Worum geht es? - Versuch einer Inhaltsangabe: Die Welt ist irgendwie dem Untergang geweiht - wie , wo,? Man weiß nichts Genaueres. Doch die Reichen konnten sich in den Club retten , wo man die Ängste wegtanzen kann. Nicht alle haben Zutritt - ein Türsteher entscheidet, wer rein darf. Die frisch gewählte Kanzlerin tänzelt jedoch ohne Probleme hinein, hält ihre Antrittsrede und meint, die Todesstrafe soll eingeführt werden, um unliebsame Gegner gleich zu beseitigen. Als Henker bestimmt sie den Betreiber des Clubs, Der soll nun seine Freundin köpfen und den einzigen Delinquenten, der schon Jahre einsitzt. Er köpft, aber er köpft auch die Kanzlerin. Doch am Ende sind alle wieder lebendig.


So, das wäre der dürftige Inhalt, den ich verstanden habe - akustisch verstanden habe. Denn ein Großteil der Schauspieler ist der schwierigen Sprache - Textflächen, Chor, rhythmisch eingefärbte Verse und Alltagssprache - nicht ganz gewachsen. Ab der 10. Reihe ist Schluss mit Wortdeutlichkeit, und man versteht nur diejenigen wirklich gut, die eine ordentliche Sprachausbildung genossen haben. Das sind: Max Simonischek als Clubchef Josef, Stefanie Dvorak als strenge Tür und als Strafvollzugsbeamter, Stefan Wieland als Delinquent, Melanie Kretschmann in ihrer Auftrittsszene. Schwer zu verstehen waren: Thiemo Strutzenberger als Flamboyanza, Maresi Riegner als Flo, Mehmet Atesci und Sarah Viktoria Frick als Systemchargen. Mein Rat an die Regie: In der Generalprobe "Testhörer", die den Text nicht kennen, in die letzen Reihen im Parkett zu installieren, um zu erfahren, was alles unverständlich blieb.


Die Aufführung: Auf einer schräg angeschnittenen Bühne (Olaf Altmann) beklagt sich einer über das ewige Grau, die Sonne hat sich seit Monaten nicht mehr gezeigt.
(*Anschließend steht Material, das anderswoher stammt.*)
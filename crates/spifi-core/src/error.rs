//! Error types for the spifi-core crate.

use thiserror::Error;

/// A specialized `Result` type for spifi operations.
pub type SpifiResult<T> = Result<T, SpifiError>;

/// Errors that can occur while classifying frames, reporting, or scheduling.
#[derive(Debug, Error)]
#[non_exhaustive]
pub enum SpifiError {
    /// Failed to parse a MAC address string (expected `aa:bb:cc:dd:ee:ff`).
    #[error("failed to parse MAC address from '{input}': expected aa:bb:cc:dd:ee:ff")]
    MacParseFailed {
        /// The input string that could not be parsed.
        input: String,
    },

    /// The raw trailer is too short to carry the signal-strength byte.
    #[error("radio trailer too short for RSSI decode: need {needed} bytes, got {got}")]
    TrailerTooShort {
        /// Minimum trailer length required.
        needed: usize,
        /// Actual trailer length.
        got: usize,
    },

    /// The vendor lookup failed for a reason other than "not registered".
    #[error("vendor lookup failed for {address}: {reason}")]
    VendorLookup {
        /// The address being looked up.
        address: String,
        /// Human-readable description of the failure.
        reason: String,
    },

    /// A line sink refused an append.
    #[error("{sink} sink write failed: {source}")]
    Sink {
        /// Which sink failed (`detail` or `summary`).
        sink: &'static str,
        /// The underlying I/O error.
        #[source]
        source: std::io::Error,
    },

    /// A frame source could not produce the next frame.
    #[error("frame source error: {0}")]
    Source(#[from] std::io::Error),

    /// A frame record could not be decoded by the source adapter.
    #[error("frame decode error on line {line}: {message}")]
    FrameDecode {
        /// 1-based line number in the source stream.
        line: usize,
        /// Description of what was wrong with the record.
        message: String,
    },

    /// `start` was called on a timer that is already running.
    #[error("recurring timer is already running")]
    TimerAlreadyRunning,

    /// The report interval must be strictly positive.
    #[error("invalid report interval: {0:?} (must be non-zero and within the clock range)")]
    InvalidInterval(std::time::Duration),

    /// The timer worker thread could not be spawned.
    #[error("failed to spawn timer thread: {0}")]
    TimerSpawn(String),
}

impl SpifiError {
    /// Whether this error only affects the frame being processed.
    ///
    /// Record-fatal errors drop one detail line; the session keeps running.
    pub fn is_record_fatal(&self) -> bool {
        matches!(
            self,
            Self::TrailerTooShort { .. } | Self::VendorLookup { .. } | Self::FrameDecode { .. }
        )
    }
}

#[cfg(test)]
mod tests {
    use super::*;

    #[test]
    fn trailer_error_is_record_fatal() {
        let err = SpifiError::TrailerTooShort { needed: 4, got: 1 };
        assert!(err.is_record_fatal());
        assert_eq!(
            err.to_string(),
            "radio trailer too short for RSSI decode: need 4 bytes, got 1"
        );
    }

    #[test]
    fn sink_error_is_not_record_fatal() {
        let err = SpifiError::Sink {
            sink: "summary",
            source: std::io::Error::new(std::io::ErrorKind::Other, "disk full"),
        };
        assert!(!err.is_record_fatal());
        assert!(err.to_string().starts_with("summary sink write failed"));
    }
}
Wer genug zahlt, der geht in den "Club", wo er bei Techno und Blendscheinwerfern die Welt draußen vergessen kann. ( Man meint einer aktuellen Wetterprognose zuzuhören, und gleichzeitig läuft die Übertragung des größten Balls der Eitelkeiten - des Opernballs). Wer hinein darf entscheidet der Türsteher - er entscheidet über Überleben im Club oder Abkratzen in der kaputten Welt draußen - großartig von Stefanie Dvorak interpretiert als Mischung aus strengem Humor und Aberwitz. Dem Clubbesitzer Josef (Max Simonischek) geht das Treiben schon auf den Geist, aber auf welcher Seite steht er? - Auf der der Opposition, wie seine Freundin Flo (Maresi Riegner), die der Kanzlerin rote Sauce ins Gesicht geschüttet hat und nun im Gefängnis sitzt, oder auf der Seite der neuen Kanzlerin, die ihn zum Henker erklärt. Köpfen oder Widerstand leisten? - Diese Frage stellt sich nur kurz, denn am Ende haben alle Geköpften wieder ihre Köpfe auf dem Hals.

Es hätte ein köstliches Politdrama werden können, wenn nicht die gedanklichen Konturen durch die clownesken Kostüme und die teils verschwurbelten Texte in den Klamauk gerutscht wären.